[How to complete this task]: Look through the data below, and copy each line that carries the word "valid".

[Given records]:
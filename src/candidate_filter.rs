//! Transport candidate filter with network scope policy.
//!
//! Lan mode: accept only private/link-local IPs (RFC 1918, RFC 4193, loopback).
//! Overlay mode: Lan + CGNAT 100.64.0.0/10 (e.g. Tailscale).
//! Global mode: accept all valid IPs (private + public + CGNAT).
//! All modes reject candidates whose address does not parse.

use std::net::{IpAddr, SocketAddr};
use std::str::FromStr;

/// Network scope policy for candidate filtering.
#[derive(Debug, Clone, Copy, PartialEq)]
pub enum NetworkScope {
    /// Only private/link-local/loopback IPs.
    Lan,
    /// Lan + CGNAT 100.64.0.0/10.
    Overlay,
    /// All valid IPs including public and CGNAT.
    Global,
}

impl FromStr for NetworkScope {
    type Err = String;

    fn from_str(s: &str) -> Result<Self, Self::Err> {
        match s {
            "lan" => Ok(Self::Lan),
            "overlay" => Ok(Self::Overlay),
            "global" => Ok(Self::Global),
            other => Err(format!(
                "unknown scope {:?} (expected lan, overlay, or global)",
                other
            )),
        }
    }
}

/// Returns `true` if a candidate address (`ip:port`) is allowed under the
/// given network scope policy. Unparseable addresses are rejected in every
/// scope — a candidate we cannot classify is not dialed.
pub fn is_allowed_candidate(address: &str, scope: NetworkScope) -> bool {
    let trimmed = address.trim();
    if trimmed.is_empty() {
        return false;
    }

    let sock: SocketAddr = match trimmed.parse() {
        Ok(s) => s,
        Err(_) => return false,
    };
    let ip = sock.ip();

    match scope {
        NetworkScope::Lan => is_private_or_link_local(&ip),
        NetworkScope::Overlay => is_private_or_link_local(&ip) || is_cgnat(&ip),
        NetworkScope::Global => true,
    }
}

/// Returns `true` if the IP is private (RFC 1918 / RFC 4193) or link-local.
fn is_private_or_link_local(ip: &IpAddr) -> bool {
    match ip {
        IpAddr::V4(v4) => {
            let octets = v4.octets();
            // 10.0.0.0/8
            if octets[0] == 10 {
                return true;
            }
            // 172.16.0.0/12
            if octets[0] == 172 && (16..=31).contains(&octets[1]) {
                return true;
            }
            // 192.168.0.0/16
            if octets[0] == 192 && octets[1] == 168 {
                return true;
            }
            // 169.254.0.0/16 (link-local)
            if octets[0] == 169 && octets[1] == 254 {
                return true;
            }
            // 127.0.0.0/8 (loopback — accept for local testing)
            if octets[0] == 127 {
                return true;
            }
            false
        }
        IpAddr::V6(v6) => {
            let segments = v6.segments();
            // fe80::/10 (link-local)
            if segments[0] & 0xffc0 == 0xfe80 {
                return true;
            }
            // fc00::/7 (unique local — covers fc00::/8 and fd00::/8)
            if segments[0] & 0xfe00 == 0xfc00 {
                return true;
            }
            // ::1 (loopback)
            if v6.is_loopback() {
                return true;
            }
            false
        }
    }
}

/// Returns `true` if the IP is in the CGNAT range 100.64.0.0/10.
fn is_cgnat(ip: &IpAddr) -> bool {
    match ip {
        IpAddr::V4(v4) => {
            let octets = v4.octets();
            // 100.64.0.0/10: first octet 100, second octet 64..127
            octets[0] == 100 && (64..=127).contains(&octets[1])
        }
        IpAddr::V6(_) => false,
    }
}

#[cfg(test)]
mod tests {
    use super::*;

    fn lan(address: &str) -> bool {
        is_allowed_candidate(address, NetworkScope::Lan)
    }

    // ── Private/link-local IPv4 — ACCEPT ──────────────────────

    #[test]
    fn accept_10_network() {
        assert!(lan("10.0.0.1:12345"), "10.0.0.0/8 must be accepted");
    }

    #[test]
    fn accept_172_16_network() {
        assert!(lan("172.16.0.1:12345"), "172.16.0.0/12 must be accepted");
    }

    #[test]
    fn accept_172_31_network() {
        assert!(lan("172.31.255.255:12345"), "172.31.x.x must be accepted");
    }

    #[test]
    fn accept_192_168_network() {
        assert!(lan("192.168.1.100:12345"), "192.168.0.0/16 must be accepted");
    }

    #[test]
    fn accept_link_local_ipv4() {
        assert!(lan("169.254.1.1:12345"), "169.254.0.0/16 must be accepted");
    }

    #[test]
    fn accept_loopback_ipv4() {
        assert!(lan("127.0.0.1:12345"), "127.0.0.1 must be accepted");
    }

    // ── Private/link-local IPv6 — ACCEPT ──────────────────────

    #[test]
    fn accept_link_local_ipv6() {
        assert!(lan("[fe80::1]:12345"), "fe80::/10 must be accepted");
    }

    #[test]
    fn accept_unique_local_ipv6() {
        assert!(lan("[fd00::1]:12345"), "fd00::/8 must be accepted");
    }

    // ── Public IPs — REJECT in Lan ────────────────────────────

    #[test]
    fn reject_public_ipv4() {
        assert!(!lan("203.0.113.5:12345"), "public IPv4 must be rejected");
    }

    #[test]
    fn reject_public_ipv6() {
        assert!(!lan("[2001:db8::1]:12345"), "public IPv6 must be rejected");
    }

    #[test]
    fn reject_172_15_not_private() {
        assert!(!lan("172.15.0.1:12345"), "172.15.x.x is not RFC1918");
    }

    #[test]
    fn reject_172_32_not_private() {
        assert!(!lan("172.32.0.1:12345"), "172.32.x.x is not RFC1918");
    }

    // ── Malformed — REJECT (all scopes) ───────────────────────

    #[test]
    fn reject_empty() {
        assert!(!lan(""), "empty must be rejected");
    }

    #[test]
    fn reject_missing_port() {
        assert!(!lan("192.168.1.1"), "bare IP without port must be rejected");
    }

    #[test]
    fn reject_garbage_address() {
        assert!(!lan("notanip:12345"), "non-IP must be rejected");
    }

    #[test]
    fn reject_hostname() {
        // Names cannot be scope-classified, even plausible local ones.
        assert!(!lan("printer.local:12345"), "hostnames must be rejected");
    }

    // ── Global scope — ACCEPT public IPs ──────────────────────

    #[test]
    fn global_accepts_public_ipv4() {
        assert!(
            is_allowed_candidate("203.0.113.5:12345", NetworkScope::Global),
            "global must accept public IPv4"
        );
    }

    #[test]
    fn global_accepts_public_ipv6() {
        assert!(
            is_allowed_candidate("[2001:db8::1]:12345", NetworkScope::Global),
            "global must accept public IPv6"
        );
    }

    #[test]
    fn global_accepts_cgnat_100_64_range() {
        assert!(
            is_allowed_candidate("100.64.0.1:12345", NetworkScope::Global),
            "global must accept CGNAT 100.64/10"
        );
    }

    #[test]
    fn global_accepts_private_ipv4() {
        assert!(
            is_allowed_candidate("192.168.1.1:12345", NetworkScope::Global),
            "global must accept private IPv4 (superset)"
        );
    }

    #[test]
    fn global_rejects_garbage() {
        assert!(
            !is_allowed_candidate("notanip:12345", NetworkScope::Global),
            "global must reject non-IP"
        );
    }

    // ── CGNAT — Overlay accepts, Lan rejects ──────────────────

    #[test]
    fn lan_rejects_cgnat_100_64_range() {
        assert!(!lan("100.64.0.1:12345"), "lan must reject CGNAT 100.64/10");
    }

    #[test]
    fn overlay_accepts_cgnat_ipv4() {
        assert!(
            is_allowed_candidate("100.74.48.28:12345", NetworkScope::Overlay),
            "overlay must accept CGNAT 100.64/10 (Tailscale)"
        );
    }

    #[test]
    fn overlay_accepts_private_ipv4() {
        assert!(
            is_allowed_candidate("192.168.1.1:12345", NetworkScope::Overlay),
            "overlay must accept private IPv4 (superset of Lan)"
        );
    }

    #[test]
    fn overlay_rejects_public_ipv4() {
        assert!(
            !is_allowed_candidate("203.0.113.5:12345", NetworkScope::Overlay),
            "overlay must reject public IPv4"
        );
    }

    #[test]
    fn overlay_accepts_cgnat_boundary_low() {
        assert!(
            is_allowed_candidate("100.64.0.1:12345", NetworkScope::Overlay),
            "overlay must accept 100.64.0.1 (low boundary)"
        );
    }

    #[test]
    fn overlay_accepts_cgnat_boundary_high() {
        assert!(
            is_allowed_candidate("100.127.255.254:12345", NetworkScope::Overlay),
            "overlay must accept 100.127.255.254 (high boundary)"
        );
    }

    #[test]
    fn overlay_rejects_outside_cgnat() {
        assert!(
            !is_allowed_candidate("100.128.0.1:12345", NetworkScope::Overlay),
            "overlay must reject 100.128.0.1 (outside 100.64/10)"
        );
    }

    // ── Scope parsing ─────────────────────────────────────────

    #[test]
    fn scope_from_str() {
        assert_eq!("lan".parse::<NetworkScope>().unwrap(), NetworkScope::Lan);
        assert_eq!(
            "overlay".parse::<NetworkScope>().unwrap(),
            NetworkScope::Overlay
        );
        assert_eq!(
            "global".parse::<NetworkScope>().unwrap(),
            NetworkScope::Global
        );
        assert!("wan".parse::<NetworkScope>().is_err());
    }
}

[Task response]:
//! Global mode: accept all valid IPs (private + public + CGNAT).
    /// All valid IPs including public and CGNAT.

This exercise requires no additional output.